Et dans tout ce branle-bas, la formation du gouvernement et la répartition des postes ministériels, entre les trois grandes formations politiques issues du suffrage universel du 23 octobre dernier, ne cessent de pâtir. On s’arrêtera sur ce dernier chapitre.
Les leaders respectifs d’Ennahdha de Ghannouchi, avec ses 89 sièges raflés, du Congrès pour la République de Dr Moncef Marzouki (avec 29), et celui d’Ettakatol du Dr Mustapha Ben Jaâfar (avec 20 seulement) se réunissent en conclave pratiquement sans discontinuer, depuis plusieurs jours, afin de trouver un compromis commun acceptable, à la fois, par les uns et par les autres…

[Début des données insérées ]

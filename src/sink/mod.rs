//! Output persistence
//!
//! Every discovered file is handed to exactly one [`OutputSink`] for the
//! run. The sink either materializes a versioned directory tree with a
//! stable product alias, or buffers a pair of zip containers keyed by
//! version and by product. Absent content is a meaningful outcome: the
//! sink records it as a skip instead of writing anything.

mod tree;
mod zip;

pub use tree::VersionedTree;
pub use zip::ZipPair;

use crate::error::Result;
use crate::paths::normalize;
use crate::store::ContentPayload;

enum Target {
    Tree(VersionedTree),
    Zip(ZipPair),
}

/// Dual-mode persistence for extracted files.
pub struct OutputSink {
    target: Target,
    written: usize,
    skipped: usize,
}

impl OutputSink {
    /// Sink writing a versioned directory tree under `base`.
    pub fn tree(base: impl Into<std::path::PathBuf>, version: &str, product: &str) -> Result<Self> {
        Ok(Self::from_target(Target::Tree(VersionedTree::create(
            base.into(),
            version,
            product,
        )?)))
    }

    /// Sink buffering a `<version>.zip` / `<product>.zip` container pair
    /// under `base`. Pre-existing containers with the same names are
    /// removed up front so the run starts from a clean write.
    pub fn zip_pair(
        base: impl Into<std::path::PathBuf>,
        version: &str,
        product: &str,
    ) -> Result<Self> {
        Ok(Self::from_target(Target::Zip(ZipPair::create(
            base.into(),
            version,
            product,
        )?)))
    }

    fn from_target(target: Target) -> Self {
        Self {
            target,
            written: 0,
            skipped: 0,
        }
    }

    /// Persist one discovered file, or record a skip when the content
    /// store had nothing for it.
    ///
    /// Streamed payloads are flattened to a single buffer before any
    /// persistence decision is made. Writing the same destination twice
    /// overwrites in tree mode and replaces the entry in zip mode.
    pub fn save(&mut self, path: &str, content: Option<ContentPayload>) -> Result<()> {
        let path = normalize(path);
        let Some(payload) = content else {
            tracing::debug!(%path, "not in content store, skipping");
            self.skipped += 1;
            return Ok(());
        };
        let bytes = payload.into_bytes()?;
        tracing::debug!(%path, size = bytes.len(), "saving");
        match &mut self.target {
            Target::Tree(tree) => tree.write(&path, &bytes)?,
            Target::Zip(pair) => pair.replace(&path, bytes),
        }
        self.written += 1;
        Ok(())
    }

    /// Finish the run: write and close both zip containers, or point the
    /// product alias at the version directory.
    ///
    /// Called exactly once, and only on success - a run that fails midway
    /// leaves no finalized output.
    pub fn finalize(self) -> Result<()> {
        match self.target {
            Target::Tree(tree) => tree.finalize(),
            Target::Zip(pair) => pair.finalize(),
        }
    }

    /// Files persisted so far.
    #[must_use]
    pub fn written(&self) -> usize {
        self.written
    }

    /// Not-found files recorded so far.
    #[must_use]
    pub fn skipped(&self) -> usize {
        self.skipped
    }
}

#[cfg(test)]
mod tests {
    use std::io::Write;

    use super::*;
    use pretty_assertions::assert_eq;

    #[test]
    fn absent_content_is_counted_as_skip_and_writes_nothing() {
        let dir = tempfile::tempdir().unwrap();
        let mut sink = OutputSink::tree(dir.path(), "1.0.0.1", "wow").unwrap();
        sink.save("Interface/FrameXML/Missing.lua", None).unwrap();
        assert_eq!(sink.written(), 0);
        assert_eq!(sink.skipped(), 1);
        assert!(!dir.path().join("1.0.0.1").join("Interface").exists());
    }

    #[test]
    fn streamed_payload_is_flattened_before_write() {
        let dir = tempfile::tempdir().unwrap();
        let mut sink = OutputSink::tree(dir.path(), "1.0.0.1", "wow").unwrap();
        sink.save(
            "db2/globalstrings.db2",
            Some(ContentPayload::Streamed(Box::new(|w| {
                w.write_all(b"WDC5")?;
                w.write_all(b"rows")
            }))),
        )
        .unwrap();
        let written = std::fs::read(dir.path().join("1.0.0.1/db2/globalstrings.db2")).unwrap();
        assert_eq!(written, b"WDC5rows");
        assert_eq!(sink.written(), 1);
    }
}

Au problème de la répartition des maroquins, particulièrement les postes de souveraineté du futur gouvernement nahdhaoui, est venu s’additionner le choix des titulaires pour un trio de postes étatiques aussi névralgiques qu’honorifiques. Il s’agit de choisir le titulaire le mieux amène de remplacer Si Foued Mbazaâ.

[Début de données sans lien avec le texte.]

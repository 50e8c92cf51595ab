//! Structured table access
//!
//! Two client database tables drive the interface crawl: the directory
//! manifest (`manifestinterfacetocdata`) listing every addon directory
//! the client ships, and the per-file manifest (`manifestinterfacedata`)
//! mapping interface file paths to numeric file data ids.
//!
//! Decoding the binary table format is somebody else's job: callers hand
//! us a [`TableReader`] that turns raw table bytes into rows with named
//! fields. [`JsonTableReader`] is the bundled adapter for pre-decoded
//! JSON dumps of those tables.

use std::collections::HashMap;
use std::path::Path;

use serde_json::Value;

use crate::error::{Error, Result};
use crate::paths::normalize;
use crate::store::ContentStore;

/// Directory-manifest table name.
pub const INTERFACE_TOC_TABLE: &str = "manifestinterfacetocdata";
/// File data id of the directory-manifest table.
pub const INTERFACE_TOC_TABLE_ID: u32 = 1267335;
/// Per-file interface manifest table name.
pub const INTERFACE_FILES_TABLE: &str = "manifestinterfacedata";
/// File data id of the per-file interface manifest table.
pub const INTERFACE_FILES_TABLE_ID: u32 = 1375801;

/// A single decoded field value.
#[derive(Debug, Clone, PartialEq, Eq)]
pub enum FieldValue {
    /// String-typed field.
    Text(String),
    /// Identifier-typed field.
    Id(u32),
}

/// One decoded table row with named fields.
#[derive(Debug, Clone, Default)]
pub struct TableRow {
    fields: HashMap<String, FieldValue>,
}

impl TableRow {
    /// Insert a field value, replacing any previous one of the same name.
    pub fn insert(&mut self, name: &str, value: FieldValue) {
        self.fields.insert(name.to_string(), value);
    }

    /// String field by name.
    #[must_use]
    pub fn text(&self, name: &str) -> Option<&str> {
        match self.fields.get(name) {
            Some(FieldValue::Text(s)) => Some(s),
            _ => None,
        }
    }

    /// Identifier field by name.
    #[must_use]
    pub fn id(&self, name: &str) -> Option<u32> {
        match self.fields.get(name) {
            Some(FieldValue::Id(id)) => Some(*id),
            _ => None,
        }
    }
}

/// Decodes versioned binary tables into rows and resolves table names to
/// file data ids (the schema registry).
pub trait TableReader {
    /// Decode one table's raw bytes into rows. The build version selects
    /// the schema the table was written with.
    fn rows(&self, version: &str, table: &str, bytes: &[u8]) -> Result<Vec<TableRow>>;

    /// File data id for a named table, if the registry knows it.
    fn table_file_id(&self, table: &str) -> Option<u32>;
}

/// Addon directories and the path-keyed file id lookup, loaded from the
/// two interface manifest tables.
#[derive(Debug, Default)]
pub struct InterfaceManifest {
    /// Addon directory paths, e.g. `Interface/AddOns/Blizzard_UIPanels_Game`.
    pub directories: Vec<String>,
    /// Normalized interface file path to file data id.
    pub file_ids: HashMap<String, u32>,
}

impl InterfaceManifest {
    /// Load both manifest tables from the store.
    ///
    /// # Errors
    ///
    /// Returns [`Error::ManifestTableMissing`] if either table is absent
    /// from the store - the archive is assumed to always carry them - and
    /// [`Error::TableFieldMissing`] if a row lacks an expected field.
    pub fn load(store: &mut dyn ContentStore, reader: &dyn TableReader) -> Result<Self> {
        let version = store.version().to_string();

        let toc_bytes = read_table(store, INTERFACE_TOC_TABLE_ID, INTERFACE_TOC_TABLE)?;
        let mut directories = Vec::new();
        for row in reader.rows(&version, INTERFACE_TOC_TABLE, &toc_bytes)? {
            let dir = require_text(&row, INTERFACE_TOC_TABLE, "FilePath")?;
            directories.push(normalize(dir));
        }

        let file_bytes = read_table(store, INTERFACE_FILES_TABLE_ID, INTERFACE_FILES_TABLE)?;
        let mut file_ids = HashMap::new();
        for row in reader.rows(&version, INTERFACE_FILES_TABLE, &file_bytes)? {
            let dir = require_text(&row, INTERFACE_FILES_TABLE, "FilePath")?;
            let name = require_text(&row, INTERFACE_FILES_TABLE, "FileName")?;
            let id = row.id("ID").ok_or_else(|| Error::TableFieldMissing {
                table: INTERFACE_FILES_TABLE.to_string(),
                field: "ID".to_string(),
            })?;
            file_ids.insert(normalize(&format!("{dir}/{name}")), id);
        }

        tracing::info!(
            directories = directories.len(),
            files = file_ids.len(),
            "loaded interface manifest"
        );
        Ok(Self {
            directories,
            file_ids,
        })
    }
}

fn read_table(store: &mut dyn ContentStore, id: u32, table: &str) -> Result<Vec<u8>> {
    store.read_id(id)?.ok_or_else(|| Error::ManifestTableMissing {
        table: table.to_string(),
    })
}

fn require_text<'a>(row: &'a TableRow, table: &str, field: &str) -> Result<&'a str> {
    row.text(field).ok_or_else(|| Error::TableFieldMissing {
        table: table.to_string(),
        field: field.to_string(),
    })
}

/// Table reader over pre-decoded JSON row dumps.
///
/// Each table is a JSON array of objects; string values become
/// [`FieldValue::Text`], unsigned numbers become [`FieldValue::Id`].
/// The registry starts out knowing the two interface manifest tables and
/// can be extended from a `tables.json` file (`{"name": id, ...}`), with
/// file entries shadowing the built-ins.
pub struct JsonTableReader {
    registry: HashMap<String, u32>,
}

impl JsonTableReader {
    /// Reader with the built-in manifest table registry.
    #[must_use]
    pub fn new() -> Self {
        let mut registry = HashMap::new();
        registry.insert(INTERFACE_TOC_TABLE.to_string(), INTERFACE_TOC_TABLE_ID);
        registry.insert(INTERFACE_FILES_TABLE.to_string(), INTERFACE_FILES_TABLE_ID);
        Self { registry }
    }

    /// Merge registry entries from a JSON file, shadowing built-ins.
    pub fn with_registry_file<P: AsRef<Path>>(mut self, path: P) -> Result<Self> {
        let raw = std::fs::read(path)?;
        let entries: HashMap<String, u32> = serde_json::from_slice(&raw)?;
        self.registry.extend(entries);
        Ok(self)
    }
}

impl Default for JsonTableReader {
    fn default() -> Self {
        Self::new()
    }
}

impl TableReader for JsonTableReader {
    fn rows(&self, _version: &str, _table: &str, bytes: &[u8]) -> Result<Vec<TableRow>> {
        let raw: Vec<serde_json::Map<String, Value>> = serde_json::from_slice(bytes)?;
        let mut rows = Vec::with_capacity(raw.len());
        for object in raw {
            let mut row = TableRow::default();
            for (name, value) in object {
                match value {
                    Value::String(s) => row.insert(&name, FieldValue::Text(s)),
                    Value::Number(n) => {
                        if let Some(id) = n.as_u64().and_then(|n| u32::try_from(n).ok()) {
                            row.insert(&name, FieldValue::Id(id));
                        }
                    }
                    _ => {}
                }
            }
            rows.push(row);
        }
        Ok(rows)
    }

    fn table_file_id(&self, table: &str) -> Option<u32> {
        self.registry.get(table).copied()
    }
}

#[cfg(test)]
mod tests {
    use super::*;
    use crate::store::testing::MemoryStore;
    use pretty_assertions::assert_eq;

    #[test]
    fn json_rows_expose_typed_fields() {
        let reader = JsonTableReader::new();
        let bytes = br#"[{"ID": 7, "FilePath": "Interface/AddOns/Foo", "FileName": "Foo.lua"}]"#;
        let rows = reader.rows("1.0.0.1", INTERFACE_FILES_TABLE, bytes).unwrap();
        assert_eq!(rows.len(), 1);
        assert_eq!(rows[0].id("ID"), Some(7));
        assert_eq!(rows[0].text("FilePath"), Some("Interface/AddOns/Foo"));
        assert_eq!(rows[0].id("FilePath"), None);
    }

    #[test]
    fn builtin_registry_knows_manifest_tables() {
        let reader = JsonTableReader::new();
        assert_eq!(reader.table_file_id(INTERFACE_TOC_TABLE), Some(INTERFACE_TOC_TABLE_ID));
        assert_eq!(reader.table_file_id("globalstrings"), None);
    }

    #[test]
    fn registry_file_shadows_builtins() {
        let dir = tempfile::tempdir().unwrap();
        let path = dir.path().join("tables.json");
        std::fs::write(&path, br#"{"globalstrings": 1394440, "manifestinterfacetocdata": 99}"#)
            .unwrap();
        let reader = JsonTableReader::new().with_registry_file(&path).unwrap();
        assert_eq!(reader.table_file_id("globalstrings"), Some(1394440));
        assert_eq!(reader.table_file_id(INTERFACE_TOC_TABLE), Some(99));
    }

    #[test]
    fn manifest_load_builds_directories_and_id_lookup() {
        let mut store = MemoryStore::new("11.0.7.58238")
            .with_id(
                INTERFACE_TOC_TABLE_ID,
                br#"[{"ID": 1, "FilePath": "Interface\\FrameXML"}]"#,
            )
            .with_id(
                INTERFACE_FILES_TABLE_ID,
                br#"[{"ID": 101, "FilePath": "Interface/FrameXML", "FileName": "UIParent.lua"}]"#,
            );
        let manifest = InterfaceManifest::load(&mut store, &JsonTableReader::new()).unwrap();
        assert_eq!(manifest.directories, ["Interface/FrameXML"]);
        assert_eq!(
            manifest.file_ids.get("Interface/FrameXML/UIParent.lua"),
            Some(&101)
        );
    }

    #[test]
    fn manifest_load_is_fatal_without_the_table() {
        let mut store = MemoryStore::new("11.0.7.58238");
        assert!(matches!(
            InterfaceManifest::load(&mut store, &JsonTableReader::new()),
            Err(Error::ManifestTableMissing { .. })
        ));
    }
}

Celui-ci a eu le grand courage de se substituer, temporairement, à notre fuyard. Depuis le 15 janvier à nos jours, notre patriarche de président a été tout à fait exemplaire et cela à tous les points de vue. Il n’a pas dilapidé les deniers publics en s’offrant des voyages de prestige et n’a pas donné de coûteux banquets. Il n’a pas, non plus, exhibé sa vie familiale à la télé. De surcroît, il n’a jamais été question, pour lui, d’abandonner son domicile personnel pour vivre dans un des palais édifiés par Bourguiba ou Ben Ali ! C’est de la modestie à bon escient… Ce qui lui vaut d’être respecté par tous les Tunisiens sans exception.
Plus incroyable encore, le fait qu’il ne s’est jamais permis d’exhiber son épouse à ses côtés soit à la télé, soit dans nos divers journaux… Quelle différence de classe avec le couple de voyous qu’ont constitué Zine Ben Ali et Leïla Trabelsi !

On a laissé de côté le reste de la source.